Mistaking Beliefs for Certainties
But let’s not forget that a humanitarian catastrophe has been averted for now and that this intervention looks much less like the 2003 invasion of Iraq than the successful 1991 gulf war to rescue Kuwait from Iraqi military occupation. ~Nick Kristof
Why is that exactly? I understand that Kristof believes the Libyan war is the right thing to do, and for that reason he is going to identify it with another modern “good war” that most people support and reject comparisons with the “bad war” most people now regard as a disaster, but what about this intervention resembles the Gulf War in any way?

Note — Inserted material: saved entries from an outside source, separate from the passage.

//! Diagnostics sinks.
//!
//! Logs always go to stderr; stdout carries the protocol. With `DEBUG` on, a
//! plain-text copy is appended to a log file in the working directory. The
//! file sink is buffered, so the [`Diagnostics`] handle must be flushed before
//! the process exits, including on termination signals.

use std::fs::{File, OpenOptions};
use std::io::{self, BufWriter, Write};
use std::path::Path;
use std::sync::{Arc, Mutex, MutexGuard, PoisonError};

use tracing::warn;
use tracing_subscriber::fmt::MakeWriter;
use tracing_subscriber::{fmt, prelude::*, EnvFilter};

use crate::config::Settings;
use crate::core::constants::DEBUG_LOG_FILE;

/// Buffered debug log file shared between the subscriber and the handle.
#[derive(Clone)]
struct FileSink(Arc<Mutex<BufWriter<File>>>);

impl FileSink {
    fn lock(&self) -> MutexGuard<'_, BufWriter<File>> {
        self.0.lock().unwrap_or_else(PoisonError::into_inner)
    }
}

struct SinkWriter<'a>(MutexGuard<'a, BufWriter<File>>);

impl Write for SinkWriter<'_> {
    fn write(&mut self, buf: &[u8]) -> io::Result<usize> {
        self.0.write(buf)
    }

    fn flush(&mut self) -> io::Result<()> {
        self.0.flush()
    }
}

impl<'a> MakeWriter<'a> for FileSink {
    type Writer = SinkWriter<'a>;

    fn make_writer(&'a self) -> Self::Writer {
        SinkWriter(self.lock())
    }
}

/// Handle to the process-wide log sinks.
#[derive(Clone, Default)]
pub struct Diagnostics {
    file: Option<FileSink>,
}

impl Diagnostics {
    /// Install the global subscriber described by `settings`.
    ///
    /// A debug log file that cannot be opened is reported on stderr and
    /// skipped.
    pub fn init(settings: &Settings) -> Self {
        let (file, file_error) = if settings.debug {
            match open_sink(Path::new(DEBUG_LOG_FILE)) {
                Ok(file) => (Some(file), None),
                Err(e) => (None, Some(e)),
            }
        } else {
            (None, None)
        };

        let filter = settings
            .filter
            .as_deref()
            .and_then(|directive| EnvFilter::try_new(directive).ok())
            .unwrap_or_else(|| {
                EnvFilter::new(format!("{}={}", env!("CARGO_CRATE_NAME"), settings.level))
            });

        let ansi = !settings.no_color && atty::is(atty::Stream::Stderr);
        let stderr_layer = fmt::layer()
            .with_writer(io::stderr)
            .with_target(false)
            .with_ansi(ansi);
        let file_layer = file.clone().map(|sink| {
            fmt::layer()
                .with_writer(sink)
                .with_target(false)
                .with_ansi(false)
        });

        let _ = tracing_subscriber::registry()
            .with(filter)
            .with(stderr_layer)
            .with(file_layer)
            .try_init();

        if let Some(e) = file_error {
            warn!(path = DEBUG_LOG_FILE, error = %e, "debug log file unavailable");
        }
        if let Some(level) = &settings.ignored_level {
            warn!(level = %level, "ignoring unknown LOG_LEVEL");
        }

        Self { file }
    }

    /// Flush buffered sinks.
    pub fn flush(&self) {
        if let Some(file) = &self.file {
            let _ = file.lock().flush();
        }
        let _ = io::stderr().flush();
    }
}

impl Drop for Diagnostics {
    fn drop(&mut self) {
        self.flush();
    }
}

/// Open `path` for appending and write a session header.
fn open_sink(path: &Path) -> io::Result<FileSink> {
    let file = OpenOptions::new().create(true).append(true).open(path)?;
    let mut writer = BufWriter::new(file);

    let timestamp = chrono::Local::now().format("%Y-%m-%d %H:%M:%S").to_string();
    writeln!(writer, "{}", "-".repeat(timestamp.len() + 2))?;
    writeln!(writer, "[{}]", timestamp)?;

    Ok(FileSink(Arc::new(Mutex::new(writer))))
}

The Gulf War began approximately six months after the invasion of Kuwait, it was a response to international aggression in keeping with the principle of collective security that was the reason why the U.N. was created, and the Security Council authorized the expulsion of Iraqi forces from the country they were occupying. The international coalition Bush assembled included diplomatic, financial, and military support from dozens of nations around the world. This war has nothing in common with that. It has been the result of a panicked, last-minute decision, it is a limited mission of civilian protection authorized by the Council, there is minimal international support, the conflict is a purely internal one, and intervention has been justified on the basis of a relatively new concept to which U.N. members committed to support in just the last decade. The chief similarity between the two are that they have begun with air campaigns by U.S. and allied forces against a politically isolated foreign government.
Saying that the war has averted a humanitarian catastrophe is an extremely useful claim, and there’s no obvious way to disprove it. Outside governments intervened, and a humanitarian catastrophe hasn’t happened, and supporters of the war take it for granted that one would have happened otherwise. Of course, this is why they supported the war, but this points to the dilemma that humanitarian interventionists have. If they intervene in a timely fashion and don’t make the situation drastically worse in the process, there is nothing concrete they can point to that vindicates the decision.
Unlike a preventive war designed to eliminate another country’s arsenal of unconventional weapons, preventive humanitarian interventions can’t be discredited by a lack of physical evidence. If a humanitarian crisis doesn’t happen, there will always be uncertainty about whether the intervention was ever really necessary. Kristof speaks of the certainty that “Libyan civilians would be dying on a huge scale,” but what gives him this certainty? What makes Kristof’s certainty in this case more credible than the certainty of Iraq hawks that Hussein still had WMDs that he was hiding away somewhere? What Kristof calls certainties are actually his beliefs or suspicions. Very much like the 2003 Iraq war, the Libya interventionists have had to emphasize the past record of the dictator and make claims about his intentions on the basis of the public blustering of a megalomaniac, which is hardly the best evidence.
The more serious problem for humanitarian interventionists is that their interventions can make things drastically worse. They can create humanitarian catastrophes where they wouldn’t have existed otherwise. The growing humanitarian crisis in Misurata isn’t the fault of the intervening governments, but to the extent that intervening governments prolong the civil war they are contributing to the conditions that will create humanitarian crises around the country. If Libyan civilians begin dying “on a huge scale” partly because outside governments chose to prolong the conflict, bolstered the losing side in a civil war, and made it more difficult for the civilian population to receive food, water, and medicine, what war does Kristof think Libya will look like then?